**** Records provided ****

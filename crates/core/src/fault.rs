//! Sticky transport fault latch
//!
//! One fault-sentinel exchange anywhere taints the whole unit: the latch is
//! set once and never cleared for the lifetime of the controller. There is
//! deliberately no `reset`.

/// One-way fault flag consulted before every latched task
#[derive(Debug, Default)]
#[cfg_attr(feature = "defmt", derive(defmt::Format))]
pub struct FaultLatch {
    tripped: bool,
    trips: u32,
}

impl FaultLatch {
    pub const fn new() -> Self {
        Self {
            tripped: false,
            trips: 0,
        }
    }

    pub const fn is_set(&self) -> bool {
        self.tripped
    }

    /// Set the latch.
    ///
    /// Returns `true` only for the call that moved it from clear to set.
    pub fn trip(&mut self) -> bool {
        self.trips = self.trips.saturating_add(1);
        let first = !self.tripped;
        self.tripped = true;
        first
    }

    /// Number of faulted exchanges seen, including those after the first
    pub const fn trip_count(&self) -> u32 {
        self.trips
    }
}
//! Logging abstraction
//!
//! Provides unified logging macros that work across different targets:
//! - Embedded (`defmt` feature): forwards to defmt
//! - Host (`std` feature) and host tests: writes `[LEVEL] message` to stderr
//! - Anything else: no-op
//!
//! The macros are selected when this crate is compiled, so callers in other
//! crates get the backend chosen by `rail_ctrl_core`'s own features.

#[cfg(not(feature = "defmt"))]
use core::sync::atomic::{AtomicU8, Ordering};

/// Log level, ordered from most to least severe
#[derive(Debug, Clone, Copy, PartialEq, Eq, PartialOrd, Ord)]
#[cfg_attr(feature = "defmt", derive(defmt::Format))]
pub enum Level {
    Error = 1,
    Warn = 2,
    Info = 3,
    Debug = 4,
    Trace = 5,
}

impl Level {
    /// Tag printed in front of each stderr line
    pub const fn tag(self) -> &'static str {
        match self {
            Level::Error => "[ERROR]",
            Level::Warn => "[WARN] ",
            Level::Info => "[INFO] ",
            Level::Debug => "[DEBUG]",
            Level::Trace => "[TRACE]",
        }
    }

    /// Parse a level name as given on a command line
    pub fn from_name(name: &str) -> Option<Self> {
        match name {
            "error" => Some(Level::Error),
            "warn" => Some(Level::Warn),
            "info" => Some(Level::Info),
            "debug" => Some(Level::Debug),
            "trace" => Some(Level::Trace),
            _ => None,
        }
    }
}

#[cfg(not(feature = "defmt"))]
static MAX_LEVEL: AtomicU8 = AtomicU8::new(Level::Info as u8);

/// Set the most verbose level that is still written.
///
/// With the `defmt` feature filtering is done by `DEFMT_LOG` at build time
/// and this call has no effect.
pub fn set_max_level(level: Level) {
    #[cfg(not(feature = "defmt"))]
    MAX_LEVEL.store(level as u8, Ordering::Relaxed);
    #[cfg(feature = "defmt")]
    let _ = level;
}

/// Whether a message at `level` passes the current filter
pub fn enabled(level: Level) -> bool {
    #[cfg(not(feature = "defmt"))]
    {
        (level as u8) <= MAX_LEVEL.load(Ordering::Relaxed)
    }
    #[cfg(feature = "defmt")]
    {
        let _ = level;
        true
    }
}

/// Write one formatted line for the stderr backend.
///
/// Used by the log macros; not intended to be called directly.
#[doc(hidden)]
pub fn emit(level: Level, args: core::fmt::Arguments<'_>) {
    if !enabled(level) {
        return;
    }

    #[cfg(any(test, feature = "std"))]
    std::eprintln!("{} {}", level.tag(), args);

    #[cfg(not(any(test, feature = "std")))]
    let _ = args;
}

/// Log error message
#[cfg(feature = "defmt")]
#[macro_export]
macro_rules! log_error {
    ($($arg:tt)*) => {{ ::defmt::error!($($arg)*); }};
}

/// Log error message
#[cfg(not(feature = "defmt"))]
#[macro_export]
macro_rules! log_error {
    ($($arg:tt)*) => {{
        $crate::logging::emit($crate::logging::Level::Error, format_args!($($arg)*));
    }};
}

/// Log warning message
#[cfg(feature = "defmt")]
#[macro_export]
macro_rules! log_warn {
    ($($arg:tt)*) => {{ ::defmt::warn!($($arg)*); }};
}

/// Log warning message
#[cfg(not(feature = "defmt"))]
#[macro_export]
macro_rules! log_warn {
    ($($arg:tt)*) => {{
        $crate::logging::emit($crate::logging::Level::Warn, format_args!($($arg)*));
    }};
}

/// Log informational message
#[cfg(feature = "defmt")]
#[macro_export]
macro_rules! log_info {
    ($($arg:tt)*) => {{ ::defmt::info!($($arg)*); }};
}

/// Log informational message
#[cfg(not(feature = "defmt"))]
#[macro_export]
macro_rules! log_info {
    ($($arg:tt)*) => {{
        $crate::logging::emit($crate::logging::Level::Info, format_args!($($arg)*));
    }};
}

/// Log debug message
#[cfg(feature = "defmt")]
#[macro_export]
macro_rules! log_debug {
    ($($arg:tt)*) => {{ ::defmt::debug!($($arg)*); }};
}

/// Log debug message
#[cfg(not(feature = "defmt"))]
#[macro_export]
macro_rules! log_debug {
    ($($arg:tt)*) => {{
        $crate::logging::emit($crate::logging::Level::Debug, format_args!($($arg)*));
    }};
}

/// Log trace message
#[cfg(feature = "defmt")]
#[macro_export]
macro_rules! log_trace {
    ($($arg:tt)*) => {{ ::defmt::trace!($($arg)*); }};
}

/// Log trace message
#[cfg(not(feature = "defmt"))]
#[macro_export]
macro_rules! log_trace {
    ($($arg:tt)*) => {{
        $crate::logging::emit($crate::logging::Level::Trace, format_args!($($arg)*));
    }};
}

****
**** Records provided ****

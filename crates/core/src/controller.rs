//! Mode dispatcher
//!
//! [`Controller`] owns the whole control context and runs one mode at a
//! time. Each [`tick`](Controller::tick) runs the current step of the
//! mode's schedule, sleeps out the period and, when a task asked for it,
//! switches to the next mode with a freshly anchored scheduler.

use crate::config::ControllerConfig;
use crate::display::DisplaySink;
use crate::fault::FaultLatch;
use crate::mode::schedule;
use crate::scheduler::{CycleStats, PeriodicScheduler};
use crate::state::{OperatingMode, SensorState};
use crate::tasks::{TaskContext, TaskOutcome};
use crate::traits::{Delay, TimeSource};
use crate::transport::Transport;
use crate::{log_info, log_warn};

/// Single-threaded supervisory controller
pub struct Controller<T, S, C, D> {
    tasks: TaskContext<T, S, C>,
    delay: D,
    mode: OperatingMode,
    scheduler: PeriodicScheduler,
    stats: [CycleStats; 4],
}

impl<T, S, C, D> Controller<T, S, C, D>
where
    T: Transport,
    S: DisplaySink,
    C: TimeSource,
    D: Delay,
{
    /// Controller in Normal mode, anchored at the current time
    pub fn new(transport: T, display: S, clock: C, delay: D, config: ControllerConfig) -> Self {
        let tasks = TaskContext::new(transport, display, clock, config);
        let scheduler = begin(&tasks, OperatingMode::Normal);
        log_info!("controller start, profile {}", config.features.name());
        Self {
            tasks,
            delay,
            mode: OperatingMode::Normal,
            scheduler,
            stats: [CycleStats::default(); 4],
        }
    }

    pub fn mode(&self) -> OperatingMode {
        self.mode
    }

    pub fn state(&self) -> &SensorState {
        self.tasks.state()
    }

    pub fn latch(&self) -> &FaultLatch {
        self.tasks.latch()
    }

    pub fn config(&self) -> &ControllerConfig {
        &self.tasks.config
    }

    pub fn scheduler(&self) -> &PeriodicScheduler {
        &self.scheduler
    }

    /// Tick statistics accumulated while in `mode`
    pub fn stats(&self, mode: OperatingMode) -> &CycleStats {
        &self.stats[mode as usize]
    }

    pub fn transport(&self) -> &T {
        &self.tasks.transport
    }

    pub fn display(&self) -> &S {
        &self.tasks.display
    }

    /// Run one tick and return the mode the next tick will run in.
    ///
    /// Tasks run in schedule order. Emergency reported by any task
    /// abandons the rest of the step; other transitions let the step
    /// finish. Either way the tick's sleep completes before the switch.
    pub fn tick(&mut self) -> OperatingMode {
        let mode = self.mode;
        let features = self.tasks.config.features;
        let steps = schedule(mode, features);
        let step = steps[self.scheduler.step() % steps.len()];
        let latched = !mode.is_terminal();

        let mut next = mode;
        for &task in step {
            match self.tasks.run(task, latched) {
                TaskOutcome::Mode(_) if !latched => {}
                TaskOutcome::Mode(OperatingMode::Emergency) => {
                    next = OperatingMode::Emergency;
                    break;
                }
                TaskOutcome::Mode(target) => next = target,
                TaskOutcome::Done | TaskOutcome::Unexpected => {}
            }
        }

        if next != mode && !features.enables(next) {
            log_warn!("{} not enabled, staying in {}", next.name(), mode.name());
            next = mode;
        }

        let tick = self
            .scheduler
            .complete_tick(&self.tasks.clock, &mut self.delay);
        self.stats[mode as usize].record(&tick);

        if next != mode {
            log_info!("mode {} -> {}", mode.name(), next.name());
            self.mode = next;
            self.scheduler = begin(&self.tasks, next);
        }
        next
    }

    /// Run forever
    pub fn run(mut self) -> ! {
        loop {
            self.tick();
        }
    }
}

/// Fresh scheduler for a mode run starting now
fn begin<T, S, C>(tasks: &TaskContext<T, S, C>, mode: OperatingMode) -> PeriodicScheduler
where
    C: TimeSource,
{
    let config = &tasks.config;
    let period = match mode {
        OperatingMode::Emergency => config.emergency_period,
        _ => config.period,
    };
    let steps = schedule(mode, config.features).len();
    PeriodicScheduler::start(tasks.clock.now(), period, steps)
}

****

Exercise instructions: For the word "other", tally the lines of the entries in which it appears and give the total alone.

Answer to the problem: 2